On the threshold of the third millennium, it seems that man, despite the advancement of technology and discoveries, feels increasingly alone and defenseless on this world in constant prey of disturbance. Climate change, increasingly aggressive viruses, indifference of people and more and more accentuated loneliness of man even though living in populous cities seem to be the triggers of most of his diseases. Not for nothing, suicide cases especially in America, a highly civilized country, are statistically higher than the world average, as well as diseases related to insomnia or depression are increasing. Public or private pharmaceutical companies proliferate on this ground of despair, the latter having risen like mushrooms.
The real disease ̶ that I call the cause of industrialization with the consequent loss of contact with mother earth (agriculture and enlarged patriarchal society) and relationships with people based in the past on mutual trust ̶ arises from an unbalanced human-environment relationship and excessive consumerism that led man to consider satisfying his material needs and less than his spiritual needs as a priority.
The soul has been relegated to second order, if it is recognized as existing by the denial of those who feel satisfied only by an unbridled craving for consumerism, exasperated by the continuous drumming of the mass media and all the propaganda tools that leverage a media mantra which affects the human mind. In fact, it is well known that men, like all animals, are habitual (1).

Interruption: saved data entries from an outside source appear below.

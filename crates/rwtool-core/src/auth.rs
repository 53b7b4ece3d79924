// ── Login and signup flows ──
//
// Validate locally, call the auth gateway, and map failures to the
// fixed messages the console shows.

use secrecy::{ExposeSecret, SecretString};
use tracing::{info, warn};

use rwtool_api::auth::{EMAIL_EXISTS, INVALID_CREDENTIALS};

use crate::error::CoreError;
use crate::gateway::{AuthGateway, NewAccount};
use crate::screens::ScreenKind;
use crate::session::{Role, Session, TokenClaims};
use crate::validation::{self, SignupInput};

pub const INVALID_LOGIN: &str = "Invalid email or password.";
pub const LOGIN_FAILED: &str = "Login failed. Please try again.";
pub const SIGNUP_OK: &str = "Account created successfully! Please login.";
pub const EMAIL_TAKEN: &str = "Email already registered. Try logging in.";
pub const SIGNUP_FAILED: &str = "Signup failed. Please try again.";

/// A successful login.
#[derive(Debug)]
pub struct LoginOutcome {
    pub token: SecretString,
    pub session: Session,
    /// Where to navigate first. A hint only; the server enforces access.
    pub landing: ScreenKind,
}

/// User-facing text for a failed login.
pub fn login_failure_message(err: &CoreError) -> String {
    match err {
        CoreError::Authentication { .. } => INVALID_LOGIN.to_owned(),
        CoreError::Server { code: Some(code), .. } if code == INVALID_CREDENTIALS => {
            INVALID_LOGIN.to_owned()
        }
        CoreError::Validation { message } => message.clone(),
        _ => LOGIN_FAILED.to_owned(),
    }
}

/// User-facing text for a failed signup.
pub fn signup_failure_message(err: &CoreError) -> &'static str {
    match err.code() {
        Some(EMAIL_EXISTS) => EMAIL_TAKEN,
        _ => SIGNUP_FAILED,
    }
}

/// Validate, log in, and derive the session from the token.
///
/// Validation failures come back as `CoreError::Validation` without any
/// request being made.
pub async fn login(
    gateway: &dyn AuthGateway,
    email: &str,
    password: &SecretString,
) -> Result<LoginOutcome, CoreError> {
    let email = email.trim();
    validation::into_result(&validation::login_errors(email, password.expose_secret()))?;

    let token = gateway
        .login(email.to_owned(), password.clone())
        .await
        .inspect_err(|e| warn!(error = %e, "login failed"))?;

    let session = TokenClaims::decode(token.expose_secret())
        .unwrap_or_default()
        .into_session(email);
    let landing = session.role.landing_screen();
    info!(email = %session.email, role = %session.role, "logged in");

    Ok(LoginOutcome {
        token,
        session,
        landing,
    })
}

/// Owned signup form.
#[derive(Debug, Clone, Default)]
pub struct SignupForm {
    pub name: String,
    pub email: String,
    pub phone: String,
    pub domain: String,
    pub password: String,
    pub confirm_password: String,
    pub role: Role,
}

impl SignupForm {
    fn input(&self) -> SignupInput<'_> {
        SignupInput {
            name: &self.name,
            email: &self.email,
            phone: &self.phone,
            domain: &self.domain,
            password: &self.password,
            confirm_password: &self.confirm_password,
            role: self.role,
        }
    }
}

/// Validate and create an account.
pub async fn signup(gateway: &dyn AuthGateway, form: &SignupForm) -> Result<(), CoreError> {
    validation::into_result(&validation::signup_errors(&form.input()))?;

    let domain = (form.role == Role::User).then(|| form.domain.trim().to_owned());
    let account = NewAccount {
        full_name: form.name.trim().to_owned(),
        email: form.email.trim().to_owned(),
        phone_number: validation::normalize_phone(form.phone.trim()),
        domain,
        password: form.password.clone(),
        role: form.role,
    };

    gateway
        .signup(account)
        .await
        .inspect_err(|e| warn!(error = %e, "signup failed"))?;
    info!(email = %form.email.trim(), role = %form.role, "account created");
    Ok(())
}

#[cfg(test)]
mod tests {
    use base64::Engine;
    use base64::engine::general_purpose::URL_SAFE_NO_PAD;

    use super::*;
    use crate::gateway::MockAuthGateway;

    fn jwt(payload: &str) -> SecretString {
        SecretString::from(format!("h.{}.s", URL_SAFE_NO_PAD.encode(payload)))
    }

    #[tokio::test]
    async fn admin_lands_on_dashboard() {
        let mut gw = MockAuthGateway::new();
        gw.expect_login()
            .withf(|email, _| email == "admin@corp.com")
            .times(1)
            .returning(|_, _| Ok(jwt(r#"{"sub":"admin@corp.com","role":"ADMIN"}"#)));

        let out = login(&gw, " admin@corp.com ", &SecretString::from("secret1"))
            .await
            .expect("login");
        assert_eq!(out.landing, ScreenKind::Dashboard);
        assert_eq!(out.session.role, Role::Admin);
    }

    #[tokio::test]
    async fn invalid_form_never_calls_gateway() {
        let mut gw = MockAuthGateway::new();
        gw.expect_login().never();

        let err = login(&gw, "nope", &SecretString::from("123"))
            .await
            .expect_err("invalid");
        assert!(matches!(err, CoreError::Validation { .. }));
    }

    #[tokio::test]
    async fn rejected_credentials_message() {
        let mut gw = MockAuthGateway::new();
        gw.expect_login().returning(|_, _| {
            Err(CoreError::Authentication {
                message: "invalid email or password".into(),
            })
        });

        let err = login(&gw, "ann@corp.com", &SecretString::from("secret1"))
            .await
            .expect_err("rejected");
        assert_eq!(login_failure_message(&err), INVALID_LOGIN);

        let other = CoreError::Network {
            reason: "refused".into(),
        };
        assert_eq!(login_failure_message(&other), LOGIN_FAILED);
    }

    #[tokio::test]
    async fn signup_sends_normalized_account() {
        let mut gw = MockAuthGateway::new();
        gw.expect_signup()
            .withf(|a| {
                a.phone_number == "5551234567"
                    && a.domain.as_deref() == Some("Finance")
                    && a.role == Role::User
            })
            .times(1)
            .returning(|_| Ok(()));

        let form = SignupForm {
            name: "Ann".into(),
            email: "ann@corp.com".into(),
            phone: "555-123 4567".into(),
            domain: "Finance".into(),
            password: "secret1".into(),
            confirm_password: "secret1".into(),
            role: Role::User,
        };
        signup(&gw, &form).await.expect("signup");
    }

    #[tokio::test]
    async fn ops_signup_omits_domain() {
        let mut gw = MockAuthGateway::new();
        gw.expect_signup()
            .withf(|a| a.domain.is_none() && a.role == Role::Ops)
            .returning(|_| Ok(()));

        let form = SignupForm {
            name: "Olu".into(),
            email: "olu@corp.com".into(),
            phone: "5551234567".into(),
            domain: "ignored".into(),
            password: "secret1".into(),
            confirm_password: "secret1".into(),
            role: Role::Ops,
        };
        signup(&gw, &form).await.expect("signup");
    }

    #[test]
    fn email_exists_message() {
        let err = CoreError::Server {
            status: Some(400),
            message: None,
            code: Some(EMAIL_EXISTS.into()),
        };
        assert_eq!(signup_failure_message(&err), EMAIL_TAKEN);
        assert_eq!(
            signup_failure_message(&CoreError::Network { reason: String::new() }),
            SIGNUP_FAILED
        );
    }
}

In this regard, I quote the Russian Pavlov with his experiments conducted on animals, which has shown how habituation produces stimuli within the brain such as to reiterate actions that manifest themselves in the request for food at a predetermined time, conditioned reflexes, etc.
We humans, mixed with body and soul (the latter invisible and therefore often unrecognized), are led to reiterate repetitive actions. But the dissatisfaction often caused in us by not knowing how to adequately respond to the pressing demands of society and technology, our inadequacy to get on with the pace of our fellow men, the stress induced in us by unnerving work rhythms and social practices, etc. . they confront us with extreme crises and often exasperating dilemmas.

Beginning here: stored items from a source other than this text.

//! Dashboard screen: subscription totals and the latest activity.
//!
//! Layout:
//! ┌─ Total ─┐┌─ Pending ─┐┌─ Approved ─┐┌─ Rejected ─┐
//! ├─ Approval rate gauge ──────────────────────────────┤
//! │ ┌─ Recent Requests ───────┐ ┌─ Recent Domains ───┐ │
//! │ └─────────────────────────┘ └────────────────────┘ │
//! └────────────────────────────────────────────────────┘

use std::sync::Arc;

use color_eyre::eyre::Result;
use crossterm::event::{KeyCode, KeyEvent};
use ratatui::Frame;
use ratatui::layout::{Alignment, Constraint, Layout, Rect};
use ratatui::style::{Color, Modifier, Style};
use ratatui::text::{Line, Span};
use ratatui::widgets::{Block, BorderType, Borders, Gauge, Paragraph};
use throbber_widgets_tui::ThrobberState;

use rwtool_core::screens::Dashboard;
use rwtool_core::{Domain, SubscriptionRequest, SubscriptionStats};

use super::{panel, render_footer, spawn_op};
use crate::action::Action;
use crate::component::Component;
use crate::screen::ScreenId;
use crate::theme;
use crate::widgets::{fmt, form};

pub struct DashboardScreen {
    focused: bool,
    vm: Arc<Dashboard>,
    stats: SubscriptionStats,
    recent_requests: Vec<Arc<SubscriptionRequest>>,
    recent_domains: Vec<Arc<Domain>>,
    throbber: ThrobberState,
}

impl DashboardScreen {
    pub fn new(vm: Arc<Dashboard>) -> Self {
        Self {
            focused: false,
            vm,
            stats: SubscriptionStats::default(),
            recent_requests: Vec::new(),
            recent_domains: Vec::new(),
            throbber: ThrobberState::default(),
        }
    }

    fn recompute(&mut self) {
        self.stats = self.vm.stats();
        self.recent_requests = self.vm.recent_requests();
        self.recent_domains = self.vm.recent_domains();
    }

    fn render_card(frame: &mut Frame, area: Rect, label: &str, value: u64, color: Color) {
        let block = Block::default()
            .title(format!(" {label} "))
            .title_style(Style::default().fg(theme::DIM_WHITE))
            .borders(Borders::ALL)
            .border_type(BorderType::Rounded)
            .border_style(Style::default().fg(color));
        let inner = block.inner(area);
        frame.render_widget(block, area);
        let text = Paragraph::new(Line::from(Span::styled(
            value.to_string(),
            Style::default().fg(color).add_modifier(Modifier::BOLD),
        )))
        .alignment(Alignment::Center);
        frame.render_widget(text, inner);
    }

    fn render_rate(&self, frame: &mut Frame, area: Rect) {
        let rate = self.stats.approval_rate.clamp(0.0, 100.0);
        let gauge = Gauge::default()
            .block(
                Block::default()
                    .title(" Approval rate ")
                    .title_style(Style::default().fg(theme::DIM_WHITE))
                    .borders(Borders::ALL)
                    .border_type(BorderType::Rounded)
                    .border_style(theme::border_default()),
            )
            .gauge_style(Style::default().fg(theme::SUCCESS_GREEN).bg(theme::BG_HIGHLIGHT))
            .ratio(rate / 100.0)
            .label(format!("{rate:.1}%"));
        frame.render_widget(gauge, area);
    }

    fn render_recent_requests(&self, frame: &mut Frame, area: Rect) {
        let block = panel(" Recent Requests ".into(), false);
        let inner = block.inner(area);
        frame.render_widget(block, area);

        let lines: Vec<Line> = if self.recent_requests.is_empty() {
            vec![Line::from(Span::styled("  No requests yet", theme::key_hint()))]
        } else {
            self.recent_requests
                .iter()
                .flat_map(|r| {
                    let status = r.status.as_str().to_owned();
                    [
                        Line::from(vec![
                            Span::styled(format!("  {}", r.user_name), Style::default().fg(theme::NEON_CYAN)),
                            Span::styled(" → ", theme::key_hint()),
                            Span::styled(r.domain_name.clone(), Style::default().fg(theme::CORAL)),
                            Span::raw("  "),
                            Span::styled(status.clone(), Style::default().fg(theme::status_color(&status))),
                        ]),
                        Line::from(Span::styled(
                            format!("    {}", fmt::date(r.requested)),
                            theme::key_hint(),
                        )),
                    ]
                })
                .collect()
        };
        frame.render_widget(Paragraph::new(lines), inner);
    }

    fn render_recent_domains(&self, frame: &mut Frame, area: Rect) {
        let block = panel(" Recent Domains ".into(), false);
        let inner = block.inner(area);
        frame.render_widget(block, area);

        let lines: Vec<Line> = if self.recent_domains.is_empty() {
            vec![Line::from(Span::styled("  No domains yet", theme::key_hint()))]
        } else {
            self.recent_domains
                .iter()
                .flat_map(|d| {
                    [
                        Line::from(Span::styled(format!("  {}", d.name), Style::default().fg(theme::NEON_CYAN))),
                        Line::from(Span::styled(
                            format!("    {}", fmt::clip(fmt::or_dash(&d.description), 40)),
                            theme::key_hint(),
                        )),
                    ]
                })
                .collect()
        };
        frame.render_widget(Paragraph::new(lines), inner);
    }
}

impl Component for DashboardScreen {
    fn handle_key_event(&mut self, key: KeyEvent) -> Result<Option<Action>> {
        Ok(match key.code {
            KeyCode::Char('a') => Some(Action::SwitchScreen(ScreenId::Approvals)),
            KeyCode::Char('d') => Some(Action::SwitchScreen(ScreenId::Domains)),
            _ => None,
        })
    }

    fn update(&mut self, action: &Action) -> Result<Option<Action>> {
        match action {
            Action::DataChanged(ScreenId::Dashboard) => self.recompute(),
            Action::Refresh => {
                let vm = Arc::clone(&self.vm);
                spawn_op("load dashboard", async move { vm.load().await });
            }
            Action::Tick => self.throbber.calc_next(),
            _ => {}
        }
        Ok(None)
    }

    fn render(&self, frame: &mut Frame, area: Rect) {
        let block = panel(
            format!(" Dashboard · {} pending review ", self.vm.pending_count()),
            self.focused,
        );
        let inner = block.inner(area);
        frame.render_widget(block, area);

        let rows = Layout::vertical([
            Constraint::Length(3),
            Constraint::Length(3),
            Constraint::Min(4),
            Constraint::Length(1),
        ])
        .split(inner);

        let cards = Layout::horizontal([Constraint::Ratio(1, 4); 4]).split(rows[0]);
        Self::render_card(frame, cards[0], "Total", self.stats.total, theme::NEON_CYAN);
        Self::render_card(frame, cards[1], "Pending", self.stats.pending, theme::ELECTRIC_YELLOW);
        Self::render_card(frame, cards[2], "Approved", self.stats.approved, theme::SUCCESS_GREEN);
        Self::render_card(frame, cards[3], "Rejected", self.stats.rejected, theme::ERROR_RED);

        self.render_rate(frame, rows[1]);

        let lists = Layout::horizontal([Constraint::Percentage(60), Constraint::Percentage(40)])
            .split(rows[2]);
        self.render_recent_requests(frame, lists[0]);
        self.render_recent_domains(frame, lists[1]);

        let requests = self.vm.requests().state();
        let domains = self.vm.domains().state();
        let last_error = requests.last_error.or(domains.last_error);
        render_footer(
            frame,
            rows[3],
            &self.throbber,
            requests.is_loading || domains.is_loading,
            last_error.as_deref(),
            form::hints(&[("a", "approvals"), ("d", "domains"), ("r", "refresh")]),
        );
    }

    fn set_focused(&mut self, focused: bool) {
        self.focused = focused;
    }

    fn id(&self) -> &'static str {
        "Dashboard"
    }
}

This happens to anyone of us who tries to face school, work, social challenges from the first years of life. It is no coincidence that the Swiss Jean Piaget, psychologist, pedagogue, biologist and philosopher, in his famous studies on the evolution of the child and on the stages of his cognitive development from zero to seven years, in particular, and up to 11 for the formalization of thought Logically, he pauses to consider the importance of genetic epistemology and of the stages of cognitive development of children in developmental age.
In synthesis, we humans are highly habitual beings and very influenced not only by
Es, Ego, Super-Ego, as Sigismund Freud (3) explained us, but also from the collective conscience of Carl Gustav Jung (4), both psychologists and pillars of modern psychoanalysis.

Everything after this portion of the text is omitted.